Description of the task: Lines that contain the string "Debug" are the ones to list; copy all of them from the records.

[Stored data entries]
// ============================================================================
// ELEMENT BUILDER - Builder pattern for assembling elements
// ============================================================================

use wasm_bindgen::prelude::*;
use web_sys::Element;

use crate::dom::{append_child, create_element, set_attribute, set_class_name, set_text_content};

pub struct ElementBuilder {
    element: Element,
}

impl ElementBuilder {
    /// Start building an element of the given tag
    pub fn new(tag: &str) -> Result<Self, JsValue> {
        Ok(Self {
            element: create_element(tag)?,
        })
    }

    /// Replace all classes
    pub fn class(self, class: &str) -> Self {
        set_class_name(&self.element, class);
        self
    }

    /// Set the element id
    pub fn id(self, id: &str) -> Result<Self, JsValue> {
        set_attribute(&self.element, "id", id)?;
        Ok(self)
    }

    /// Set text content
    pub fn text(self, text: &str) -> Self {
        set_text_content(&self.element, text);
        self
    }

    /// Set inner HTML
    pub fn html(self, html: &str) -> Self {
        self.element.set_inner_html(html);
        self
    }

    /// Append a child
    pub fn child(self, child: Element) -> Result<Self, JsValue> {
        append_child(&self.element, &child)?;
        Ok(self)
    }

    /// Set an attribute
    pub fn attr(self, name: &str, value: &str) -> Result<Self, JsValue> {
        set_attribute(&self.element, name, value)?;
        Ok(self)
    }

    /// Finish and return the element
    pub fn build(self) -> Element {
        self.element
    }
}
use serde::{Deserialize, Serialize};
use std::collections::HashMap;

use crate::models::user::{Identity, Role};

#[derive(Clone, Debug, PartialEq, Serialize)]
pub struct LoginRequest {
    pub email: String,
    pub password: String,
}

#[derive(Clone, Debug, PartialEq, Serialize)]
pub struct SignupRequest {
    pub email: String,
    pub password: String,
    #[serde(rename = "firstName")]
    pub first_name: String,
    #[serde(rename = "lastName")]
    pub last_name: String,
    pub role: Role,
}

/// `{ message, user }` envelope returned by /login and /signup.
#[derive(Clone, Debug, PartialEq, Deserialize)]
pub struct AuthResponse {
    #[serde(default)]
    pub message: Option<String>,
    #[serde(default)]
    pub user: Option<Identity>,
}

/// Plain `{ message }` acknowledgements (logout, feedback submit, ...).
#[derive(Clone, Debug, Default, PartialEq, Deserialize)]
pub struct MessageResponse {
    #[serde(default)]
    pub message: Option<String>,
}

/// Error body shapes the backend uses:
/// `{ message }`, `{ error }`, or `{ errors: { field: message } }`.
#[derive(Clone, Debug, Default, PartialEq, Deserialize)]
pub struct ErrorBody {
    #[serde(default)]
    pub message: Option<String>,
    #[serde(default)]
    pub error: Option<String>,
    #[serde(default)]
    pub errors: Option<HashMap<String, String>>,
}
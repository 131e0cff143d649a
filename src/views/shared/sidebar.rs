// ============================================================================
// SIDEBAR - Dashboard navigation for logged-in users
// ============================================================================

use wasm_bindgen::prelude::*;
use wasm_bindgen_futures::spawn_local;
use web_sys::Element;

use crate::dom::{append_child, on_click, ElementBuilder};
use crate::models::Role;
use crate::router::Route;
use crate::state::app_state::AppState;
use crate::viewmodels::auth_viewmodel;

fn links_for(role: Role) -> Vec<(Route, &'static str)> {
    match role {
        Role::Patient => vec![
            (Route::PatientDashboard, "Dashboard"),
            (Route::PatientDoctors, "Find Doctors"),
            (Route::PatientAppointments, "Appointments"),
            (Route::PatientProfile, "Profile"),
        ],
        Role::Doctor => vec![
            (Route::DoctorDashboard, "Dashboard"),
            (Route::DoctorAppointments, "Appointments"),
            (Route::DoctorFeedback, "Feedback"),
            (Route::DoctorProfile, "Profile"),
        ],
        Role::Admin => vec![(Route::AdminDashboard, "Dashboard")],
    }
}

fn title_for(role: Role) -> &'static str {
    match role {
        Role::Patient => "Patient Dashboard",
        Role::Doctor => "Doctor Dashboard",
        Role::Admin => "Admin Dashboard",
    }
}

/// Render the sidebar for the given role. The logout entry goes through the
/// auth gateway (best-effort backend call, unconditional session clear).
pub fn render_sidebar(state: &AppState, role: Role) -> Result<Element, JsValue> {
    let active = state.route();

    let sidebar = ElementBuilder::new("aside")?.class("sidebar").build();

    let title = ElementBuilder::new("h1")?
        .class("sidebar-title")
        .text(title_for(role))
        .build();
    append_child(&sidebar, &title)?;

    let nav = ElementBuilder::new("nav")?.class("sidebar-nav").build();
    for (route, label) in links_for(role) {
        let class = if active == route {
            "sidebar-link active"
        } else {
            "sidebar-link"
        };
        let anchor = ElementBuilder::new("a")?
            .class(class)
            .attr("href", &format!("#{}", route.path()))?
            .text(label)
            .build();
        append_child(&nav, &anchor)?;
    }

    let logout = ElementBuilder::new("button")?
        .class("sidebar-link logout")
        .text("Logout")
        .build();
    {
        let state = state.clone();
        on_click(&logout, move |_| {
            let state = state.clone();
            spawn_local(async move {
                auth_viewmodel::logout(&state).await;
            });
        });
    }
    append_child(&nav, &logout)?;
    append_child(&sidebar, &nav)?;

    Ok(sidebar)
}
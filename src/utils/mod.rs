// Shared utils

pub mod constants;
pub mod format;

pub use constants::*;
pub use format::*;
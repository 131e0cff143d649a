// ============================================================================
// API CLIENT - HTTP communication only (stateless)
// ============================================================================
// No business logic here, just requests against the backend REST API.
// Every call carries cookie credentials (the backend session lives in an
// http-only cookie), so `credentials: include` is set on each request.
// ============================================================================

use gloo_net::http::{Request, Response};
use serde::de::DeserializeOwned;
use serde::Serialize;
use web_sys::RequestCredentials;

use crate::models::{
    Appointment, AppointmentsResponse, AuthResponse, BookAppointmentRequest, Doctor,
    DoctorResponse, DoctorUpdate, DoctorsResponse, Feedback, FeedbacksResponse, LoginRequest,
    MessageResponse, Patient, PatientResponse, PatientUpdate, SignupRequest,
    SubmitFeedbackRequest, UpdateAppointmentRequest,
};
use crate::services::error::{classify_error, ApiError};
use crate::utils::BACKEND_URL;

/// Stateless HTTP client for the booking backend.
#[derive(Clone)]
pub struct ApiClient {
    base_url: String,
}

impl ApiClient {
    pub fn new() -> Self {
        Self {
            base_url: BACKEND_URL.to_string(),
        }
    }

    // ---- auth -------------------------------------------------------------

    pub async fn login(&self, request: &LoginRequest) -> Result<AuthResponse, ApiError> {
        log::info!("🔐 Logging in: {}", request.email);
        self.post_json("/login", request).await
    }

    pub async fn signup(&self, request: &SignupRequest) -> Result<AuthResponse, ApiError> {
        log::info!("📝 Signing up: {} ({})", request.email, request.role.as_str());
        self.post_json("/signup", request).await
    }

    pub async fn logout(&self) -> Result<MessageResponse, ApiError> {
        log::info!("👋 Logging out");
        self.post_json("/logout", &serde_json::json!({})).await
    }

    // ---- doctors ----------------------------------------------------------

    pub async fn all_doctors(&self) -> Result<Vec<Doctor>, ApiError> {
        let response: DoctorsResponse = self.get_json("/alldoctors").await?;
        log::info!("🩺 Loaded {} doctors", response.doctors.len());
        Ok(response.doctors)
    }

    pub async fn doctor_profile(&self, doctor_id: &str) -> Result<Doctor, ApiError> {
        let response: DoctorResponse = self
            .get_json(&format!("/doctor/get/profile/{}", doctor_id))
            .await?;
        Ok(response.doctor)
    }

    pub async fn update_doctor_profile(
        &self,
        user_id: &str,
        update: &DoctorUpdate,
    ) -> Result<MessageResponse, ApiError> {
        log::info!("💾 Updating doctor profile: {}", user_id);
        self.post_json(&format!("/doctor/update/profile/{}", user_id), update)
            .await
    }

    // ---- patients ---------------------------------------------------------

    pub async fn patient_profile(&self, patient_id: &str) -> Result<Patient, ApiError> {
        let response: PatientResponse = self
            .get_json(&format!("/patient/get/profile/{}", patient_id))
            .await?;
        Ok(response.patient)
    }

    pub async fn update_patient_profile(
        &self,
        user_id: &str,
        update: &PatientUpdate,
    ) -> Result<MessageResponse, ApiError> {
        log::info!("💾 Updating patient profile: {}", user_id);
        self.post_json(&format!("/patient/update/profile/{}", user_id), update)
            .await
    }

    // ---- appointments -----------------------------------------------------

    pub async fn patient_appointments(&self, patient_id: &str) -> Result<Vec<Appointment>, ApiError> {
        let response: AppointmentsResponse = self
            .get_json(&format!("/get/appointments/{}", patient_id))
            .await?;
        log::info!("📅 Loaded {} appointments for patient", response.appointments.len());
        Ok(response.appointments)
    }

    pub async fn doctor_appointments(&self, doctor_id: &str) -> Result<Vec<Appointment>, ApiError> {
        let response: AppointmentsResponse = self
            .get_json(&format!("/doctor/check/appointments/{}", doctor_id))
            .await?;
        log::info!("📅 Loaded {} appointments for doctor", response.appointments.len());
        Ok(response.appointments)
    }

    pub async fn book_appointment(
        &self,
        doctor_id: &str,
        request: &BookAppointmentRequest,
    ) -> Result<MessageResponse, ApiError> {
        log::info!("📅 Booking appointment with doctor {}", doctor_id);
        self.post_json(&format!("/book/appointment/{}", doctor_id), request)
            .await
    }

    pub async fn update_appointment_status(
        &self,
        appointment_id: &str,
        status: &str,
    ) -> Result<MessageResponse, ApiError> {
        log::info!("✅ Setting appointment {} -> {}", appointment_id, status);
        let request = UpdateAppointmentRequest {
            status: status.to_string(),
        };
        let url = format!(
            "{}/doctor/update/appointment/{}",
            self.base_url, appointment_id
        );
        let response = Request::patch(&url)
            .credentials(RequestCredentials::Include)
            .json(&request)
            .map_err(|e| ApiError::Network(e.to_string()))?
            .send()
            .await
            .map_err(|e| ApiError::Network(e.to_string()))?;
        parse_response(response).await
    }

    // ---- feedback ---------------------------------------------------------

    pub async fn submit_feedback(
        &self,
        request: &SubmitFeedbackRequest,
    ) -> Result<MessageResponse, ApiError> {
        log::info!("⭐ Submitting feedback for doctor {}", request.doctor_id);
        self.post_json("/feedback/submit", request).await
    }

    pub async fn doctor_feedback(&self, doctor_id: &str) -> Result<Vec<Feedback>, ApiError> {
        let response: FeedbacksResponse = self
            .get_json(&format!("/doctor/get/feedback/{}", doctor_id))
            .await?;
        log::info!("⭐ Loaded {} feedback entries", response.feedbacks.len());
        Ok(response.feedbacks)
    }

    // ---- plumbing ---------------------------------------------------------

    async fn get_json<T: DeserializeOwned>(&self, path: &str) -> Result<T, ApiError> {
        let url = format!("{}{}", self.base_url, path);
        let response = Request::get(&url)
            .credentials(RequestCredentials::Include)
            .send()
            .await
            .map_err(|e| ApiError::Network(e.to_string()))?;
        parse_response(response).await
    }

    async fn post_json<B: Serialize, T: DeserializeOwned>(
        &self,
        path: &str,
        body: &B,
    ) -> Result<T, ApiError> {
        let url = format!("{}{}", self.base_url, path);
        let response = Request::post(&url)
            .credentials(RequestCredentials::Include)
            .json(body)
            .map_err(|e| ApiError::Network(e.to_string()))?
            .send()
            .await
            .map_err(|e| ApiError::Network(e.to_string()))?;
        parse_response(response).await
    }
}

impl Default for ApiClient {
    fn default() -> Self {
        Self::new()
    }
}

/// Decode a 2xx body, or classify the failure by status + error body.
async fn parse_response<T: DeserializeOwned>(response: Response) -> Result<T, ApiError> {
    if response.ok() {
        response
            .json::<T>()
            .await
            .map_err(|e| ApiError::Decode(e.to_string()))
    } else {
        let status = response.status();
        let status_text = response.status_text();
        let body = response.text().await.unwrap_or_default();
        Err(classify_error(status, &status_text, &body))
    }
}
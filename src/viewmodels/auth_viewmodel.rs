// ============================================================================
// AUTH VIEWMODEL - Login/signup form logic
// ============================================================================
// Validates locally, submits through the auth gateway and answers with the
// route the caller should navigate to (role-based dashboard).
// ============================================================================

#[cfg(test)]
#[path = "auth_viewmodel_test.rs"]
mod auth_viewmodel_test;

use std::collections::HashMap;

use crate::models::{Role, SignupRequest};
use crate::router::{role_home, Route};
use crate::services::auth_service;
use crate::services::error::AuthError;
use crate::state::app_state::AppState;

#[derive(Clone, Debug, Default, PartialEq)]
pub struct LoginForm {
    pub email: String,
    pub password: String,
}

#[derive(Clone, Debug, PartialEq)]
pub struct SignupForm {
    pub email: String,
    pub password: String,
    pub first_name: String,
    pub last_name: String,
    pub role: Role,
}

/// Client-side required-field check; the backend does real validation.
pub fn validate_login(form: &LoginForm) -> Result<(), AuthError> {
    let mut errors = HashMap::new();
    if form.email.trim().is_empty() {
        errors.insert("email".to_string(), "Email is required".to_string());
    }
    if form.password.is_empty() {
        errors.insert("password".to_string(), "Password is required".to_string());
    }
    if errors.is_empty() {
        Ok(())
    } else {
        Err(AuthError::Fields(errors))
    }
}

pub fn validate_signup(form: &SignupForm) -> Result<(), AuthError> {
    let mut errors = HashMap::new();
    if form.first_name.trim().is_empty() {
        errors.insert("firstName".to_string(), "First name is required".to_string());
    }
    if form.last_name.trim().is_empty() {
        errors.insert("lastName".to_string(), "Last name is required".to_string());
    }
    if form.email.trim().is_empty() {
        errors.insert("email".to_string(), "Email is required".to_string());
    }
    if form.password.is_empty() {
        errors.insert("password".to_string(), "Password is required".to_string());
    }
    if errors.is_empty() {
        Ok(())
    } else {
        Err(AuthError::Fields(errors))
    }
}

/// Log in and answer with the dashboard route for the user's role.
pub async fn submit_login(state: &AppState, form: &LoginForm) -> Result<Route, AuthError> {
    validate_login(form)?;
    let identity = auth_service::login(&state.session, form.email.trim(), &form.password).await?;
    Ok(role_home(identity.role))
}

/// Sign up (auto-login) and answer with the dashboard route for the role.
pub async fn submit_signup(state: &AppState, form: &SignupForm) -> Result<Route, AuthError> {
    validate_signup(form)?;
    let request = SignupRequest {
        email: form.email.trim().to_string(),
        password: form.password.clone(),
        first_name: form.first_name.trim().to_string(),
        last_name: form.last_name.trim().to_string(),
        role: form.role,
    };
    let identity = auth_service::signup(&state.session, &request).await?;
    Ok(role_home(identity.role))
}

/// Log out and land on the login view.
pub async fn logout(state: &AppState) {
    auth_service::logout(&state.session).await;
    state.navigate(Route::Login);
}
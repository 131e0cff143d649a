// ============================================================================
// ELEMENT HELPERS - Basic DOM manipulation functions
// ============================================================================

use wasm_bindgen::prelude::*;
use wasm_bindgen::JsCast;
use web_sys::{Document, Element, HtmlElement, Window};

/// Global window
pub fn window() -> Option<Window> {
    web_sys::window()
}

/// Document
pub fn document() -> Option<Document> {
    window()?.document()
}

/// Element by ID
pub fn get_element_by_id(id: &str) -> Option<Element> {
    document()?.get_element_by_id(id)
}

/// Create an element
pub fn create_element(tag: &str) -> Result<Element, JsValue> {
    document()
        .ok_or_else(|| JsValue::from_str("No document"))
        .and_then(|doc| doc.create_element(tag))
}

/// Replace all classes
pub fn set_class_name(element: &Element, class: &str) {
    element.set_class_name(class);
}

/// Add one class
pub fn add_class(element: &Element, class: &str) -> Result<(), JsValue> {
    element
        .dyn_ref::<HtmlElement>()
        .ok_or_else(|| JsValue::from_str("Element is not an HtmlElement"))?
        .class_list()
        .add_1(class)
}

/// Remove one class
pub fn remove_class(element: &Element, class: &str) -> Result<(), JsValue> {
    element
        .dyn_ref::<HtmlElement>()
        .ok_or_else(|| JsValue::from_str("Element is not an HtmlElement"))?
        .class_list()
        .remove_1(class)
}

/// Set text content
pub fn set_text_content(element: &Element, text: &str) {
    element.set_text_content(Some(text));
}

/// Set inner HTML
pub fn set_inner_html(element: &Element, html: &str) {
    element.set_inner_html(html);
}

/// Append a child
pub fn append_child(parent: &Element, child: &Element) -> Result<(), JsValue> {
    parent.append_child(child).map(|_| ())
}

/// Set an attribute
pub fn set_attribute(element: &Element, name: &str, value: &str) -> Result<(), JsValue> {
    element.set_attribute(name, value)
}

Reply:
#[derive(Clone, Debug, PartialEq, Serialize)]
#[derive(Clone, Debug, PartialEq, Serialize)]
#[derive(Clone, Debug, PartialEq, Deserialize)]
#[derive(Clone, Debug, Default, PartialEq, Deserialize)]
#[derive(Clone, Debug, Default, PartialEq, Deserialize)]
#[derive(Clone, Debug, Default, PartialEq)]
#[derive(Clone, Debug, PartialEq)]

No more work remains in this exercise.